A Marinha da Colômbia informou, no domingo, 10 de abril, que durante uma operação conjunta com o Exército Nacional, eles conseguiram apreender mais de 140 kg de cloridrato de cocaína transportados por dois sujeitos colombianos, a bordo de um barco do tipo Vai Ligeiro no Golfo de Urabá.
Dessa forma, a instituição destacou que esse importante resultado ocorreu quando a Estação da Guarda Costeira de Urabá, por meio do Sistema Integrado de Controle, Tráfego e Vigilância Marítima e Fluvial, detectou uma embarcação suspeita que teria zarpado de um setor conhecido como El Uno e aparentemente seria transporte de pacotes com substâncias narcóticos.
Ao saber das informações, as tropas do Exército Nacional realizaram um fechamento de terreno em Punta Cayman, no município de Turbo, Antioquia, enquanto os tripulantes da Guarda Costeira iniciavam a perseguição e posterior interdição do barco.
Naquela época, e percebendo a presença das autoridades, os sujeitos que estavam tripulando a embarcação passaram a jogar os seis sacos suspeitos que estavam carregando no mar, não sem impedir que as autoridades os recuperassem.

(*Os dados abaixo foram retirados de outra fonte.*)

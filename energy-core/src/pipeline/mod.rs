//! Pure transformations from backend payloads to display-ready data.
//!
//! Nothing here holds state between calls and nothing returns an error for
//! a malformed record; bad rows are dropped or rendered as "N/A".

pub mod chart;
pub mod export;
pub mod normalize;
pub mod partition;
pub mod range;
pub mod table;

pub use chart::{ChartPoint, ChartProjection, LinearTrend, TrendPoint, fit_trend, project};
pub use export::{ExportTable, energy_table, recommendation_table, regional_table};
pub use normalize::{PredictionResponse, decode_response, normalize, normalize_regional, sanitize_payload};
pub use partition::{Partition, most_recent, partition};
pub use range::{YearRange, Yearly, filter_by_range};
pub use table::{SortKey, SortOrder, TableRow, sort_records, table_rows};
use thiserror::Error;

/// Failures surfaced by the backend collaborator or rejected before reaching it.
#[derive(Debug, Clone, Error, PartialEq, Eq)]
pub enum ApiError {
    #[error("request timed out")]
    Timeout,

    #[error("connection reset")]
    ConnectionReset,

    #[error("server unreachable: {0}")]
    Unreachable(String),

    /// The backend answered with `status: "error"`.
    #[error("backend error: {}", message.as_deref().unwrap_or("no message"))]
    Backend { message: Option<String> },

    #[error("record not found")]
    NotFound,

    /// A business rule failed before any request was made.
    #[error("rejected: {0}")]
    Rejected(String),
}

impl ApiError {
    /// Only timeouts and connection resets are worth retrying.
    pub fn is_transient(&self) -> bool {
        matches!(self, Self::Timeout | Self::ConnectionReset)
    }

    /// Message suitable for showing to the user.
    pub fn user_message(&self) -> String {
        match self {
            Self::Timeout => "The request timed out. Please try again.".to_string(),
            Self::ConnectionReset | Self::Unreachable(_) => {
                "The server is unreachable. Check your connection and try again.".to_string()
            }
            Self::Backend { message: Some(message) } if !message.trim().is_empty() => {
                message.clone()
            }
            Self::Backend { .. } => "The server could not complete the request.".to_string(),
            Self::NotFound => "The record no longer exists.".to_string(),
            Self::Rejected(reason) => reason.clone(),
        }
    }
}
use std::path::Path;

use energy_core::ApiError;
use energy_core::config::{FieldAliases, RegionalKeys};
use energy_core::models::{EnergyRecord, RegionalRecord};
use energy_core::pipeline::{PredictionResponse, decode_response, normalize, normalize_regional, sanitize_payload};
use serde_json::Value;
use thiserror::Error;
use tracing::{debug, warn};

/// Errors that can occur when loading a saved backend response.
#[derive(Debug, Error)]
pub enum LoadError {
    #[error("cannot read '{path}': {source}")]
    Io {
        path: String,
        #[source]
        source: std::io::Error,
    },

    #[error("backend reported a failure: {0}")]
    Backend(#[from] ApiError),
}

fn read(path: &Path) -> Result<String, LoadError> {
    std::fs::read_to_string(path).map_err(|source| LoadError::Io {
        path: path.display().to_string(),
        source,
    })
}

/// Reads a saved `/api/predictions/{source}/` body.
///
/// A file that is not JSON decodes to an empty response, the same way a
/// live body would.
pub fn load_payload(path: &Path) -> Result<PredictionResponse, LoadError> {
    let body = read(path)?;
    Ok(decode_response(&body))
}

/// Reads and normalizes a saved prediction body.
pub fn load_records(
    path: &Path,
    aliases: &FieldAliases,
) -> Result<Vec<EnergyRecord>, LoadError> {
    let raw = load_payload(path)?.into_predictions()?;
    let records = normalize(&raw, aliases);
    debug!(path = %path.display(), count = records.len(), "loaded energy records");
    Ok(records)
}

/// Reads a saved `/api/peertopeer/records` body: a JSON array of records.
///
/// Anything other than an array yields no records.
pub fn load_regional(
    path: &Path,
    keys: &RegionalKeys,
) -> Result<Vec<RegionalRecord>, LoadError> {
    let body = read(path)?;
    let raw = match serde_json::from_str::<Value>(&sanitize_payload(&body)) {
        Ok(Value::Array(items)) => items,
        Ok(_) | Err(_) => {
            warn!(path = %path.display(), "regional file is not a JSON array; treating as empty");
            Vec::new()
        }
    };
    let records = normalize_regional(&raw, keys);
    debug!(path = %path.display(), count = records.len(), "loaded regional records");
    Ok(records)
}
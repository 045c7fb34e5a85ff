//! Sorting and row shaping for the records table.

use std::cmp::Ordering;

use serde::{Deserialize, Serialize};

use crate::format::display_value;
use crate::models::EnergyRecord;

#[derive(Debug, Clone, Copy, Default, PartialEq, Eq, Serialize, Deserialize)]
#[serde(rename_all = "lowercase")]
pub enum SortKey {
    #[default]
    Year,
    Value,
}

#[derive(Debug, Clone, Copy, Default, PartialEq, Eq, Serialize, Deserialize)]
#[serde(rename_all = "lowercase")]
pub enum SortOrder {
    #[default]
    Asc,
    Desc,
}

#[derive(Debug, Clone, PartialEq, Eq, Serialize, Deserialize)]
pub struct TableRow {
    pub id: String,
    pub year: i32,
    pub value: String,
    pub kind: String,
    pub editable: bool,
}

/// Returns a sorted copy. Stable, and records without a value go last in
/// both directions.
pub fn sort_records(
    records: &[EnergyRecord],
    key: SortKey,
    order: SortOrder,
) -> Vec<EnergyRecord> {
    let directed = |ordering: Ordering| match order {
        SortOrder::Asc => ordering,
        SortOrder::Desc => ordering.reverse(),
    };

    let mut sorted = records.to_vec();
    sorted.sort_by(|a, b| match key {
        SortKey::Year => directed(a.year.cmp(&b.year)),
        SortKey::Value => match (a.value, b.value) {
            (Some(x), Some(y)) => directed(x.total_cmp(&y)),
            (Some(_), None) => Ordering::Less,
            (None, Some(_)) => Ordering::Greater,
            (None, None) => Ordering::Equal,
        },
    });
    sorted
}

pub fn table_rows(records: &[EnergyRecord]) -> Vec<TableRow> {
    records
        .iter()
        .map(|r| TableRow {
            id: r.id.clone(),
            year: r.year,
            value: display_value(r.value),
            kind: r.kind_label().to_string(),
            editable: r.is_editable(),
        })
        .collect()
}
use std::fs::File;
use std::io::Write;
use std::path::Path;

use energy_core::pipeline::ExportTable;
use thiserror::Error;

#[derive(Debug, Error)]
pub enum ExportError {
    #[error("cannot create '{path}': {source}")]
    Create {
        path: String,
        #[source]
        source: std::io::Error,
    },

    #[error("CSV write error: {0}")]
    Csv(#[from] csv::Error),

    #[error("I/O error: {0}")]
    Io(#[from] std::io::Error),
}

/// Writes the header row followed by every data row, in order.
pub fn write_csv<W: Write>(
    table: &ExportTable,
    writer: W,
) -> Result<(), ExportError> {
    let mut csv_writer = csv::Writer::from_writer(writer);
    csv_writer.write_record(&table.headers)?;
    for row in &table.rows {
        csv_writer.write_record(row)?;
    }
    csv_writer.flush()?;
    Ok(())
}

pub fn write_csv_file(
    table: &ExportTable,
    path: &Path,
) -> Result<(), ExportError> {
    let file = File::create(path).map_err(|source| ExportError::Create {
        path: path.display().to_string(),
        source,
    })?;
    write_csv(table, file)
}

#[cfg(test)]
mod tests {
    use pretty_assertions::assert_eq;

    use super::*;

    fn table() -> ExportTable {
        ExportTable {
            title: "Wind Energy Production".into(),
            headers: vec!["Year".into(), "Wind Production (GWh)".into(), "Type".into()],
            rows: vec![
                vec!["2025".into(), "150.00".into(), "Predicted".into()],
                vec!["2020".into(), "N/A".into(), "Historical".into()],
            ],
        }
    }

    #[test]
    fn writes_header_then_rows_in_order() {
        let mut out = Vec::new();

        write_csv(&table(), &mut out).unwrap();

        assert_eq!(
            String::from_utf8(out).unwrap(),
            "Year,Wind Production (GWh),Type\n2025,150.00,Predicted\n2020,N/A,Historical\n"
        );
    }

    #[test]
    fn write_csv_file_reports_bad_path() {
        let err = write_csv_file(&table(), Path::new("/nonexistent/dir/out.csv")).unwrap_err();

        assert!(matches!(err, ExportError::Create { .. }));
    }
}
#[cfg(test)]
mod tests {
    use pretty_assertions::assert_eq;
    use serde_json::json;

    use super::*;

    fn wind() -> FieldAliases {
        FieldAliases::for_source(EnergySource::Wind)
    }

    // =========================================================================
    // sanitize / decode tests
    // =========================================================================

    #[test]
    fn sanitize_rewrites_every_nan_token() {
        let body = r#"[{"a": NaN, "b": [NaN, 1]}]"#;

        assert_eq!(sanitize_payload(body), r#"[{"a": null, "b": [null, 1]}]"#);
    }

    #[test]
    fn sanitize_leaves_words_containing_nan_alone() {
        let body = r#"{"name": "NaNa"}"#;

        assert_eq!(sanitize_payload(body), body);
    }

    #[test]
    fn decode_response_with_nan_literal() {
        let body = r#"{"status": "success", "predictions": [{"Year": 2030, "Predicted Production": NaN, "isPredicted": true}]}"#;

        let response = decode_response(body);
        let records = normalize(&response.into_predictions().unwrap(), &wind());

        assert_eq!(records.len(), 1);
        assert_eq!(records[0].value, None);
    }

    #[test]
    fn decode_non_json_body_is_empty() {
        let response = decode_response("<html>502 Bad Gateway</html>");

        assert!(response.predictions.is_empty());
        assert!(!response.is_error());
    }

    #[test]
    fn decode_bare_array() {
        let response = decode_response(r#"[{"Year": 2020}]"#);

        assert_eq!(response.predictions.len(), 1);
    }

    #[test]
    fn error_status_becomes_backend_error() {
        let response = decode_response(r#"{"status": "error", "message": "model not trained"}"#);

        assert_eq!(
            response.into_predictions(),
            Err(ApiError::Backend {
                message: Some("model not trained".to_string())
            })
        );
    }

    #[test]
    fn error_status_survives_null_predictions() {
        let response = decode_response(
            r#"{"status": "error", "message": "model not trained", "predictions": null}"#,
        );

        assert_eq!(response.status.as_deref(), Some("error"));
        assert_eq!(
            response.into_predictions(),
            Err(ApiError::Backend {
                message: Some("model not trained".to_string())
            })
        );
    }

    #[test]
    fn non_array_predictions_decode_as_empty() {
        let response = decode_response(r#"{"status": "success", "predictions": {"Year": 2020}}"#);

        assert_eq!(response.into_predictions(), Ok(Vec::new()));
    }

    // =========================================================================
    // parser tests
    // =========================================================================

    #[test]
    fn parse_number_strips_thousands_separators() {
        assert_eq!(parse_number(&json!("1,234.5")), Some(1234.5));
        assert_eq!(parse_number(&json!(" 42 ")), Some(42.0));
        assert_eq!(parse_number(&json!(7)), Some(7.0));
    }

    #[test]
    fn parse_number_failure_is_none() {
        assert_eq!(parse_number(&json!("n/a")), None);
        assert_eq!(parse_number(&json!("")), None);
        assert_eq!(parse_number(&json!("NaN")), None);
        assert_eq!(parse_number(&Value::Null), None);
        assert_eq!(parse_number(&json!(true)), None);
    }

    #[test]
    fn parse_year_accepts_integral_forms() {
        assert_eq!(parse_year(&json!(2020)), Some(2020));
        assert_eq!(parse_year(&json!(2020.0)), Some(2020));
        assert_eq!(parse_year(&json!("2021")), Some(2021));
        assert_eq!(parse_year(&json!("2022.0")), Some(2022));
    }

    #[test]
    fn parse_year_rejects_non_integers() {
        assert_eq!(parse_year(&json!(2020.5)), None);
        assert_eq!(parse_year(&json!("twenty")), None);
        assert_eq!(parse_year(&Value::Null), None);
    }

    // =========================================================================
    // normalize tests
    // =========================================================================

    #[test]
    fn normalize_end_to_end_scenario() {
        let raw = vec![
            json!({"Year": 2020, "Wind (GWh)": 100, "isPredicted": false, "_id": "abc"}),
            json!({"Year": 2025, "Predicted Production": 150, "isPredicted": true}),
        ];

        let records = normalize(&raw, &wind());

        assert_eq!(
            records,
            vec![
                EnergyRecord {
                    year: 2020,
                    value: Some(100.0),
                    is_predicted: false,
                    id: "abc".to_string(),
                    non_renewable_energy: None,
                    population: None,
                    gdp: None,
                },
                EnergyRecord {
                    year: 2025,
                    value: Some(150.0),
                    is_predicted: true,
                    id: "predicted-1".to_string(),
                    non_renewable_energy: None,
                    population: None,
                    gdp: None,
                },
            ]
        );
    }

    #[test]
    fn normalize_prefers_source_label_over_generic_key() {
        let raw = vec![json!({"Year": 2020, "Wind (GWh)": 1, "Predicted Production": 2})];

        assert_eq!(normalize(&raw, &wind())[0].value, Some(1.0));
    }

    #[test]
    fn normalize_defaults_missing_value_to_zero() {
        let raw = vec![json!({"Year": 2020})];

        assert_eq!(normalize(&raw, &wind())[0].value, Some(0.0));
    }

    #[test]
    fn normalize_keeps_present_null_value_as_none() {
        let raw = vec![json!({"Year": 2020, "Wind (GWh)": null, "Predicted Production": 5})];

        assert_eq!(normalize(&raw, &wind())[0].value, None);
    }

    #[test]
    fn normalize_drops_records_without_usable_year() {
        let raw = vec![
            json!({"Year": "unknown", "Wind (GWh)": 1}),
            json!({"Wind (GWh)": 2}),
            json!("not an object"),
            json!({"Year": 2021, "Wind (GWh)": 3}),
        ];

        let records = normalize(&raw, &wind());

        assert_eq!(records.len(), 1);
        assert_eq!(records[0].year, 2021);
    }

    #[test]
    fn normalize_reads_auxiliary_attributes() {
        let raw = vec![json!({
            "Year": 2019,
            "Wind (GWh)": "1,200",
            "Non-Renewable Energy (GWh)": "3,400.5",
            "Population (in millions)": 8.1,
            "Gross Domestic Product": "bad"
        })];

        let record = &normalize(&raw, &wind())[0];

        assert_eq!(record.value, Some(1200.0));
        assert_eq!(record.non_renewable_energy, Some(3400.5));
        assert_eq!(record.population, Some(8.1));
        assert_eq!(record.gdp, None);
        assert!(!record.is_predicted);
    }

    #[test]
    fn normalize_is_idempotent_on_canonical_shape() {
        let raw = vec![
            json!({"Year": 2018, "Wind (GWh)": 90, "_id": "h1", "Population (in millions)": 7.9}),
            json!({"Year": 2019, "Wind (GWh)": "oops", "_id": "h2"}),
            json!({"Year": 2030, "Predicted Production": 200.5, "isPredicted": true}),
        ];
        let once = normalize(&raw, &wind());

        let canonical: Vec<Value> = once
            .iter()
            .map(|r| serde_json::to_value(r).unwrap())
            .collect();
        let twice = normalize(&canonical, &wind());

        assert_eq!(twice, once);
    }

    // =========================================================================
    // normalize_regional tests
    // =========================================================================

    #[test]
    fn normalize_regional_reads_long_keys_and_ignores_totals() {
        let raw = vec![json!({
            "_id": "p2p-1",
            "Year": "2022",
            "Cebu Geothermal (GWh)": "1,000",
            "Cebu Solar (GWh)": 12.5,
            "Cebu Non-Renewable (GWh)": 300,
            "Cebu Total Power Generation (GWh)": "999999",
            "Visayas Total Power Consumption (GWh)": 4000
        })];

        let records = normalize_regional(&raw, &RegionalKeys::default());

        assert_eq!(records.len(), 1);
        let record = &records[0];
        assert_eq!(record.id.as_deref(), Some("p2p-1"));
        assert_eq!(record.year, 2022);
        assert_eq!(record.consumption, Some(4000.0));

        let cebu = record.region(Region::Cebu).unwrap();
        assert_eq!(cebu.geothermal, Some(1000.0));
        assert_eq!(cebu.solar, Some(12.5));
        assert_eq!(cebu.non_renewable, Some(300.0));
        assert_eq!(cebu.wind, None);
    }

    #[test]
    fn normalize_regional_drops_bad_years() {
        let raw = vec![json!({"Year": "", "Cebu Solar (GWh)": 1})];

        assert!(normalize_regional(&raw, &RegionalKeys::default()).is_empty());
    }
}
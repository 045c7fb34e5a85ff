//! Splits records into historical and predicted subsets by their flag.

use crate::models::EnergyRecord;

#[derive(Debug, Clone, Default, PartialEq)]
pub struct Partition {
    pub historical: Vec<EnergyRecord>,
    pub predicted: Vec<EnergyRecord>,
}

/// Partitions on `is_predicted` alone, preserving input order in each half.
pub fn partition(records: &[EnergyRecord]) -> Partition {
    let (predicted, historical): (Vec<_>, Vec<_>) = records.iter().cloned().partition(|r| r.is_predicted);
    Partition {
        historical,
        predicted,
    }
}

/// The record with the greatest year across both subsets.
///
/// When a historical and a predicted record share the greatest year the
/// historical one wins. Between records of the same kind and year the choice
/// is unspecified.
pub fn most_recent(records: &[EnergyRecord]) -> Option<&EnergyRecord> {
    records
        .iter()
        .max_by_key(|r| (r.year, !r.is_predicted))
}
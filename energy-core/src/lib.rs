pub mod api;
pub mod calculations;
pub mod config;
pub mod format;
pub mod models;
pub mod pipeline;

pub use api::{ApiError, EnergyApi, EnergyDashboard};
pub use config::{ConfigError, PipelineConfig};
pub use models::*;
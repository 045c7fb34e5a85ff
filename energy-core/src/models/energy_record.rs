use serde::{Deserialize, Serialize};

/// A normalized generation data point.
///
/// `year` is unique per dataset and classification, but the same year may
/// appear once as historical and once as predicted.
#[derive(Debug, Clone, PartialEq, Serialize, Deserialize)]
#[serde(rename_all = "camelCase")]
pub struct EnergyRecord {
    pub year: i32,
    pub value: Option<f64>,
    pub is_predicted: bool,
    /// Backend `_id` for historical records, `predicted-{index}` otherwise.
    pub id: String,
    pub non_renewable_energy: Option<f64>,
    pub population: Option<f64>,
    pub gdp: Option<f64>,
}

impl EnergyRecord {
    /// Only historical records accept create, update and delete.
    pub fn is_editable(&self) -> bool {
        !self.is_predicted
    }

    pub fn kind_label(&self) -> &'static str {
        if self.is_predicted {
            "Predicted"
        } else {
            "Historical"
        }
    }
}

/// Form values for creating or updating a historical record.
#[derive(Debug, Clone, Default, PartialEq, Serialize, Deserialize)]
pub struct EnergyRecordDraft {
    pub year: String,
    pub value: String,
    pub non_renewable_energy: String,
    pub population: String,
    pub gdp: String,
}
use std::sync::atomic::{AtomicU64, Ordering};

/// Identifies one issued request.
#[derive(Debug, Clone, Copy, PartialEq, Eq, PartialOrd, Ord, Hash)]
pub struct RequestToken(u64);

/// Hands out monotonically increasing tokens so a completion can tell
/// whether a newer request has been issued since it started.
#[derive(Debug, Default)]
pub struct RequestSequencer {
    latest: AtomicU64,
}

impl RequestSequencer {
    pub fn new() -> Self {
        Self::default()
    }

    pub fn issue(&self) -> RequestToken {
        RequestToken(self.latest.fetch_add(1, Ordering::SeqCst) + 1)
    }

    pub fn is_latest(
        &self,
        token: RequestToken,
    ) -> bool {
        self.latest.load(Ordering::SeqCst) == token.0
    }
}

#[cfg(test)]
mod tests {
    use super::*;

    #[test]
    fn tokens_increase() {
        let seq = RequestSequencer::new();

        let a = seq.issue();
        let b = seq.issue();

        assert!(b > a);
    }

    #[test]
    fn only_newest_token_is_latest() {
        let seq = RequestSequencer::new();

        let a = seq.issue();
        assert!(seq.is_latest(a));

        let b = seq.issue();
        assert!(!seq.is_latest(a));
        assert!(seq.is_latest(b));
    }
}
//! Flat row tables handed to the document renderer.
//!
//! Rows keep the order of the input. Callers sort first.

use serde::{Deserialize, Serialize};

use crate::calculations::record_sums;
use crate::format::display_value;
use crate::models::{EnergyRecord, EnergySource, RecommendationRecord, Region, RegionalRecord};

#[derive(Debug, Clone, Default, PartialEq, Eq, Serialize, Deserialize)]
pub struct ExportTable {
    pub title: String,
    pub headers: Vec<String>,
    pub rows: Vec<Vec<String>>,
}

impl ExportTable {
    fn new(
        title: impl Into<String>,
        headers: impl IntoIterator<Item = String>,
    ) -> Self {
        Self {
            title: title.into(),
            headers: headers.into_iter().collect(),
            rows: Vec::new(),
        }
    }
}

/// `Year | <Source> Production (GWh) | Type`.
pub fn energy_table(
    records: &[EnergyRecord],
    source: EnergySource,
) -> ExportTable {
    let mut table = ExportTable::new(
        format!("{source} Energy Production"),
        [
            "Year".to_string(),
            format!("{source} Production (GWh)"),
            "Type".to_string(),
        ],
    );
    table.rows = records
        .iter()
        .map(|r| {
            vec![
                r.year.to_string(),
                display_value(r.value),
                r.kind_label().to_string(),
            ]
        })
        .collect();
    table
}

/// One column per region holding the recomputed region total, then the
/// Visayas total and consumption. A region with no leaf values at all is
/// missing, not zero.
pub fn regional_table(records: &[RegionalRecord]) -> ExportTable {
    let headers = std::iter::once("Year".to_string())
        .chain(Region::ALL.iter().map(|r| r.name().to_string()))
        .chain(["Visayas Total".to_string(), "Consumption".to_string()]);
    let mut table = ExportTable::new("Visayas Regional Energy", headers);

    table.rows = records
        .iter()
        .map(|record| {
            let sums = record_sums(record);
            let reported = |region: Region| {
                record
                    .region(region)
                    .is_some_and(|breakdown| !breakdown.is_empty())
            };
            let mut row = Vec::with_capacity(Region::ALL.len() + 3);
            row.push(record.year.to_string());
            row.extend(Region::ALL.iter().map(|region| {
                let total = sums.regions.get(region).map(|s| s.total);
                display_value(total.filter(|_| reported(*region)))
            }));
            let any_reported = Region::ALL.into_iter().any(reported);
            row.push(display_value(Some(sums.grand_total).filter(|_| any_reported)));
            row.push(display_value(record.consumption));
            row
        })
        .collect();
    table
}

pub fn recommendation_table(records: &[RecommendationRecord]) -> ExportTable {
    let mut table = ExportTable::new(
        "Solar Recommendation Parameters",
        ["Year", "Solar Cost", "Meralco Rate"].map(str::to_string),
    );
    table.rows = records
        .iter()
        .map(|r| {
            vec![
                r.year.to_string(),
                display_value(Some(r.solar_cost)),
                display_value(Some(r.meralco_rate)),
            ]
        })
        .collect();
    table
}
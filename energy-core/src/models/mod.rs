mod energy_record;
mod energy_source;
mod recommendation;
mod region;
mod regional_record;

pub use energy_record::{EnergyRecord, EnergyRecordDraft};
pub use energy_source::EnergySource;
pub use recommendation::{RecommendationRecord, upsert_recommendation};
pub use region::Region;
pub use regional_record::{RegionBreakdown, RegionalRecord};
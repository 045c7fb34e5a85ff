use serde::{Deserialize, Serialize};

/// Parameters feeding the solar recommendation page.
#[derive(Debug, Clone, PartialEq, Serialize, Deserialize)]
#[serde(rename_all = "camelCase")]
pub struct RecommendationRecord {
    #[serde(default, rename = "_id", skip_serializing_if = "Option::is_none")]
    pub id: Option<String>,
    pub year: i32,
    pub solar_cost: f64,
    pub meralco_rate: f64,
}

/// Returns a new list with `record` replacing any entry for the same year.
///
/// The result is ordered by year. An existing backend id is kept when the
/// incoming record has none.
pub fn upsert_recommendation(
    records: &[RecommendationRecord],
    record: RecommendationRecord,
) -> Vec<RecommendationRecord> {
    let mut record = record;
    let mut out: Vec<RecommendationRecord> = Vec::with_capacity(records.len() + 1);

    for existing in records {
        if existing.year == record.year {
            if record.id.is_none() {
                record.id = existing.id.clone();
            }
        } else {
            out.push(existing.clone());
        }
    }

    out.push(record);
    out.sort_by_key(|r| r.year);
    out
}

Uma vez alcançado, os sujeitos foram transportados para as instalações da Estação da Guarda Costeira de Urabá, onde, em coordenação com a Polícia Nacional, foram realizados os Testes de Identificação Preliminar Homologados (IPPH) no material recuperado, mostrando positivo para 141 kg de cocaína cloridrato e 993 gramas de maconha. Equipamentos de comunicação e 97 galões de gasolina também foram apreendidos durante a operação.
As autoridades também anunciaram que, de acordo com informações de inteligência, o cache seria destinado à América Central. As informações também especificavam que o material apreendido e os sujeitos capturados foram colocados à disposição das autoridades competentes para iniciar seu processo de acusação.
Em meio à estratégia Argenta, as autoridades capturaram e processaram nove pessoas que estariam envolvidas na lavagem de dinheiro para beneficiar as Forças de Autodefesa Gaitanistas da Colômbia (AGC), também conhecidas como Clã do Golfo. Os réus seriam agrupados em uma organização ilegal que, aparentemente, recebia e tinha dinheiro que a referida estrutura criminosa obteve com deslocamento forçado, extorsão, tráfico de drogas, entre outras condutas ilícitas.
A Direção Especializada Contra Lavagem de Dinheiro e a Direção Especializada de Extinção de Direitos de Domínio do Ministério Público, em coordenação com a Diretoria de Investigação Criminal (DIJIN) da Polícia Nacional, estabeleceram que os réus teriam emprestado seus nomes a adquirir bens móveis, imóveis e gado. Além disso, empresas de fachada foram criadas para dar a aparência de legalidade aos recursos e fazê-los circular no sistema financeiro nacional.
Essas transações aparentemente conseguiram lavar mais de 33 bilhões de pesos. Os supostos membros da rede foram acusados dos crimes de enriquecimento ilícito de indivíduos, um concerto para cometer crimes com a finalidade de lavagem de dinheiro e aconselhamento a grupos criminosos organizados e grupos armados organizados.